### ASSIGNMENT
Every line of the data below is to be written out again exactly.

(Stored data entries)
:::::

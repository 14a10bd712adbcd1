//! JSON point files for the `dedup` subcommand.
//!
//! Format: a JSON array of `{"X": .., "Y": .., "Z": ..}` objects, the serde
//! layout of `Point3D`.

use anyhow::{Context, Result};
use geom3::Point3D;
use std::fs;
use std::path::Path;

pub fn read_points(path: &Path) -> Result<Vec<Point3D>> {
    let bytes = fs::read(path).with_context(|| format!("reading {}", path.display()))?;
    let points: Vec<Point3D> = serde_json::from_slice(&bytes)
        .with_context(|| format!("parsing points from {}", path.display()))?;
    Ok(points)
}

pub fn write_points(path: &Path, points: &[Point3D]) -> Result<()> {
    if let Some(parent) = path.parent() {
        if !parent.as_os_str().is_empty() {
            fs::create_dir_all(parent)
                .with_context(|| format!("creating output dir {}", parent.display()))?;
        }
    }
    fs::write(path, serde_json::to_vec_pretty(points)?)
        .with_context(|| format!("writing {}", path.display()))?;
    Ok(())
}

/// Parse `"x,y,z"` into three floats.
pub fn parse_triple(s: &str) -> std::result::Result<[f64; 3], String> {
    let parts: Vec<&str> = s.split(',').map(str::trim).collect();
    let values = parts
        .iter()
        .map(|p| p.parse::<f64>().map_err(|e| format!("`{p}`: {e}")))
        .collect::<std::result::Result<Vec<f64>, String>>()?;
    match values[..] {
        [x, y, z] => Ok([x, y, z]),
        _ => Err(format!("expected x,y,z but got {} values", values.len())),
    }
}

:::::

### WRITTEN RESPONSE
repository 14a10bd712adbcd1
//! JSON point files for the `dedup` subcommand.
//!
//! Format: a JSON array of `{"X": .., "Y": .., "Z": ..}` objects, the serde
//! layout of `Point3D`.

use anyhow::{Context, Result};
use geom3::Point3D;
use std::fs;
use std::path::Path;

pub fn read_points(path: &Path) -> Result<Vec<Point3D>> {
    let bytes = fs::read(path).with_context(|| format!("reading {}", path.display()))?;
    let points: Vec<Point3D> = serde_json::from_slice(&bytes)
        .with_context(|| format!("parsing points from {}", path.display()))?;
    Ok(points)
}

pub fn write_points(path: &Path, points: &[Point3D]) -> Result<()> {
    if let Some(parent) = path.parent() {
        if !parent.as_os_str().is_empty() {
            fs::create_dir_all(parent)
                .with_context(|| format!("creating output dir {}", parent.display()))?;
        }
    }
    fs::write(path, serde_json::to_vec_pretty(points)?)
        .with_context(|| format!("writing {}", path.display()))?;
    Ok(())
}

/// Parse `"x,y,z"` into three floats.
pub fn parse_triple(s: &str) -> std::result::Result<[f64; 3], String> {
    let parts: Vec<&str> = s.split(',').map(str::trim).collect();
    let values = parts
        .iter()
        .map(|p| p.parse::<f64>().map_err(|e| format!("`{p}`: {e}")))
        .collect::<std::result::Result<Vec<f64>, String>>()?;
    match values[..] {
        [x, y, z] => Ok([x, y, z]),
        _ => Err(format!("expected x,y,z but got {} values", values.len())),
    }
}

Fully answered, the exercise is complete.